%%

//! Catalog endpoints: books, authors and reviews.

use bookshelf_core::{Author, AuthorId, Book, BookId, NewReview, Page, Review};
use rust_decimal::Decimal;
use secrecy::SecretString;
use tracing::instrument;

use super::{ApiClient, ApiError, ApiRequest};
use crate::cart::BookSource;

/// Sort order of the book list.
#[derive(Debug, Clone, Copy, PartialEq, Eq, Hash)]
pub enum BookOrdering {
    TitleAsc,
    TitleDesc,
    PriceAsc,
    PriceDesc,
    Newest,
    Oldest,
}

impl BookOrdering {
    /// Value of the `ordering` query parameter.
    #[must_use]
    pub const fn as_query(self) -> &'static str {
        match self {
            Self::TitleAsc => "title",
            Self::TitleDesc => "-title",
            Self::PriceAsc => "price",
            Self::PriceDesc => "-price",
            Self::Newest => "-created_at",
            Self::Oldest => "created_at",
        }
    }
}

impl std::fmt::Display for BookOrdering {
    fn fmt(&self, f: &mut std::fmt::Formatter<'_>) -> std::fmt::Result {
        f.write_str(self.as_query())
    }
}

impl std::str::FromStr for BookOrdering {
    type Err = String;

    fn from_str(s: &str) -> Result<Self, Self::Err> {
        match s {
            "title" => Ok(Self::TitleAsc),
            "-title" => Ok(Self::TitleDesc),
            "price" => Ok(Self::PriceAsc),
            "-price" => Ok(Self::PriceDesc),
            "-created_at" | "newest" => Ok(Self::Newest),
            "created_at" | "oldest" => Ok(Self::Oldest),
            _ => Err(format!("invalid ordering: {s}")),
        }
    }
}

/// Filters of the catalog list.
#[derive(Debug, Clone, Default, PartialEq, Eq)]
pub struct BookFilters {
    /// Free-text search over title and author.
    pub search: Option<String>,
    pub author: Option<AuthorId>,
    pub ordering: Option<BookOrdering>,
    pub price_min: Option<Decimal>,
    pub price_max: Option<Decimal>,
    /// 1-based page number.
    pub page: Option<u32>,
}

impl BookFilters {
    fn apply(&self, request: ApiRequest) -> ApiRequest {
        request
            .query_opt(
                "search",
                self.search.as_deref().map(str::trim).filter(|s| !s.is_empty()),
            )
            .query_opt("author", self.author)
            .query_opt("ordering", self.ordering)
            .query_opt("price_min", self.price_min)
            .query_opt("price_max", self.price_max)
            .query_opt("page", self.page)
    }
}

impl ApiClient {
    /// `GET /books/` with filters.
    ///
    /// # Errors
    ///
    /// Returns an error if the request fails or the body is not a page of books.
    #[instrument(skip(self, token))]
    pub async fn books(
        &self,
        filters: &BookFilters,
        token: Option<&SecretString>,
    ) -> Result<Page<Book>, ApiError> {
        let request = filters.apply(ApiRequest::get("/books/").query("page_size", self.page_size()));
        self.fetch(&request, token).await
    }

    /// `GET /books/{id}/`.
    ///
    /// # Errors
    ///
    /// Returns an error if the request fails or the body is not a book.
    #[instrument(skip(self, token))]
    pub async fn book(&self, id: BookId, token: Option<&SecretString>) -> Result<Book, ApiError> {
        self.fetch(&ApiRequest::get(format!("/books/{id}/")), token)
            .await
    }

    /// `GET /authors/`.
    ///
    /// # Errors
    ///
    /// Returns an error if the request fails or the body is not a page of authors.
    #[instrument(skip(self, token))]
    pub async fn authors(&self, token: Option<&SecretString>) -> Result<Page<Author>, ApiError> {
        let request = ApiRequest::get("/authors/").query("page_size", self.page_size());
        self.fetch(&request, token).await
    }

    /// `GET /reviews/?book={id}`.
    ///
    /// # Errors
    ///
    /// Returns an error if the request fails or the body is not a page of reviews.
    #[instrument(skip(self, token))]
    pub async fn reviews(
        &self,
        book_id: BookId,
        token: Option<&SecretString>,
    ) -> Result<Page<Review>, ApiError> {
        let request = ApiRequest::get("/reviews/")
            .query("book", book_id)
            .query("page_size", self.page_size());
        self.fetch(&request, token).await
    }

    /// `POST /reviews/` (authenticated).
    ///
    /// # Errors
    ///
    /// Returns an error if the request fails or the body is not a review.
    #[instrument(skip(self, review, token), fields(book_id = %review.book_id))]
    pub async fn create_review(
        &self,
        review: &NewReview,
        token: Option<&SecretString>,
    ) -> Result<Review, ApiError> {
        let request = ApiRequest::post("/reviews/", review)?.authenticated();
        self.fetch(&request, token).await
    }
}

/// Book lookups through the API, for cart snapshot resolution.
#[derive(Debug, Clone, Copy)]
pub struct ApiBooks<'a> {
    api: &'a ApiClient,
    token: Option<&'a SecretString>,
}

impl<'a> ApiBooks<'a> {
    #[must_use]
    pub const fn new(api: &'a ApiClient, token: Option<&'a SecretString>) -> Self {
        Self { api, token }
    }
}

impl BookSource for ApiBooks<'_> {
    async fn fetch_book(&self, id: BookId) -> Result<Book, ApiError> {
        self.api.book(id, self.token).await
    }
}

#[cfg(test)]
mod tests {
    use super::*;

    #[test]
    fn test_ordering_query_values() {
        assert_eq!(BookOrdering::PriceDesc.as_query(), "-price");
        assert_eq!("-title".parse::<BookOrdering>(), Ok(BookOrdering::TitleDesc));
        assert_eq!("newest".parse::<BookOrdering>(), Ok(BookOrdering::Newest));
        assert!("rating".parse::<BookOrdering>().is_err());
    }

    #[test]
    fn test_filters_skip_blank_values() {
        let filters = BookFilters {
            search: Some("  ".to_string()),
            author: Some(AuthorId::new(2)),
            price_min: Some(Decimal::new(10_050, 2)),
            ..BookFilters::default()
        };
        let request = filters.apply(ApiRequest::get("/books/"));
        assert_eq!(
            request.query_pairs(),
            [
                ("author".to_string(), "2".to_string()),
                ("price_min".to_string(), "100.50".to_string()),
            ]
        );
    }
}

%%

§ What you should do
Output the records in full. Match them exactly.

§ Exercise answer
//! Catalog endpoints: books, authors and reviews.

use bookshelf_core::{Author, AuthorId, Book, BookId, NewReview, Page, Review};
use rust_decimal::Decimal;
use secrecy::SecretString;
use tracing::instrument;

use super::{ApiClient, ApiError, ApiRequest};
use crate::cart::BookSource;

/// Sort order of the book list.
#[derive(Debug, Clone, Copy, PartialEq, Eq, Hash)]
pub enum BookOrdering {
    TitleAsc,
    TitleDesc,
    PriceAsc,
    PriceDesc,
    Newest,
    Oldest,
}

impl BookOrdering {
    /// Value of the `ordering` query parameter.
    #[must_use]
    pub const fn as_query(self) -> &'static str {
        match self {
            Self::TitleAsc => "title",
            Self::TitleDesc => "-title",
            Self::PriceAsc => "price",
            Self::PriceDesc => "-price",
            Self::Newest => "-created_at",
            Self::Oldest => "created_at",
        }
    }
}

impl std::fmt::Display for BookOrdering {
    fn fmt(&self, f: &mut std::fmt::Formatter<'_>) -> std::fmt::Result {
        f.write_str(self.as_query())
    }
}

impl std::str::FromStr for BookOrdering {
    type Err = String;

    fn from_str(s: &str) -> Result<Self, Self::Err> {
        match s {
            "title" => Ok(Self::TitleAsc),
            "-title" => Ok(Self::TitleDesc),
            "price" => Ok(Self::PriceAsc),
            "-price" => Ok(Self::PriceDesc),
            "-created_at" | "newest" => Ok(Self::Newest),
            "created_at" | "oldest" => Ok(Self::Oldest),
            _ => Err(format!("invalid ordering: {s}")),
        }
    }
}

/// Filters of the catalog list.
#[derive(Debug, Clone, Default, PartialEq, Eq)]
pub struct BookFilters {
    /// Free-text search over title and author.
    pub search: Option<String>,
    pub author: Option<AuthorId>,
    pub ordering: Option<BookOrdering>,
    pub price_min: Option<Decimal>,
    pub price_max: Option<Decimal>,
    /// 1-based page number.
    pub page: Option<u32>,
}

impl BookFilters {
    fn apply(&self, request: ApiRequest) -> ApiRequest {
        request
            .query_opt(
                "search",
                self.search.as_deref().map(str::trim).filter(|s| !s.is_empty()),
            )
            .query_opt("author", self.author)
            .query_opt("ordering", self.ordering)
            .query_opt("price_min", self.price_min)
            .query_opt("price_max", self.price_max)
            .query_opt("page", self.page)
    }
}

impl ApiClient {
    /// `GET /books/` with filters.
    ///
    /// # Errors
    ///
    /// Returns an error if the request fails or the body is not a page of books.
    #[instrument(skip(self, token))]
    pub async fn books(
        &self,
        filters: &BookFilters,
        token: Option<&SecretString>,
    ) -> Result<Page<Book>, ApiError> {
        let request = filters.apply(ApiRequest::get("/books/").query("page_size", self.page_size()));
        self.fetch(&request, token).await
    }

    /// `GET /books/{id}/`.
    ///
    /// # Errors
    ///
    /// Returns an error if the request fails or the body is not a book.
    #[instrument(skip(self, token))]
    pub async fn book(&self, id: BookId, token: Option<&SecretString>) -> Result<Book, ApiError> {
        self.fetch(&ApiRequest::get(format!("/books/{id}/")), token)
            .await
    }

    /// `GET /authors/`.
    ///
    /// # Errors
    ///
    /// Returns an error if the request fails or the body is not a page of authors.
    #[instrument(skip(self, token))]
    pub async fn authors(&self, token: Option<&SecretString>) -> Result<Page<Author>, ApiError> {
        let request = ApiRequest::get("/authors/").query("page_size", self.page_size());
        self.fetch(&request, token).await
    }

    /// `GET /reviews/?book={id}`.
    ///
    /// # Errors
    ///
    /// Returns an error if the request fails or the body is not a page of reviews.
    #[instrument(skip(self, token))]
    pub async fn reviews(
        &self,
        book_id: BookId,
        token: Option<&SecretString>,
    ) -> Result<Page<Review>, ApiError> {
        let request = ApiRequest::get("/reviews/")
            .query("book", book_id)
            .query("page_size", self.page_size());
        self.fetch(&request, token).await
    }

    /// `POST /reviews/` (authenticated).
    ///
    /// # Errors
    ///
    /// Returns an error if the request fails or the body is not a review.
    #[instrument(skip(self, review, token), fields(book_id = %review.book_id))]
    pub async fn create_review(
        &self,
        review: &NewReview,
        token: Option<&SecretString>,
    ) -> Result<Review, ApiError> {
        let request = ApiRequest::post("/reviews/", review)?.authenticated();
        self.fetch(&request, token).await
    }
}

/// Book lookups through the API, for cart snapshot resolution.
#[derive(Debug, Clone, Copy)]
pub struct ApiBooks<'a> {
    api: &'a ApiClient,
    token: Option<&'a SecretString>,
}

impl<'a> ApiBooks<'a> {
    #[must_use]
    pub const fn new(api: &'a ApiClient, token: Option<&'a SecretString>) -> Self {
        Self { api, token }
    }
}

impl BookSource for ApiBooks<'_> {
    async fn fetch_book(&self, id: BookId) -> Result<Book, ApiError> {
        self.api.book(id, self.token).await
    }
}

#[cfg(test)]
mod tests {
    use super::*;

    #[test]
    fn test_ordering_query_values() {
        assert_eq!(BookOrdering::PriceDesc.as_query(), "-price");
        assert_eq!("-title".parse::<BookOrdering>(), Ok(BookOrdering::TitleDesc));
        assert_eq!("newest".parse::<BookOrdering>(), Ok(BookOrdering::Newest));
        assert!("rating".parse::<BookOrdering>().is_err());
    }

    #[test]
    fn test_filters_skip_blank_values() {
        let filters = BookFilters {
            search: Some("  ".to_string()),
            author: Some(AuthorId::new(2)),
            price_min: Some(Decimal::new(10_050, 2)),
            ..BookFilters::default()
        };
        let request = filters.apply(ApiRequest::get("/books/"));
        assert_eq!(
            request.query_pairs(),
            [
                ("author".to_string(), "2".to_string()),
                ("price_min".to_string(), "100.50".to_string()),
            ]
        );
    }
}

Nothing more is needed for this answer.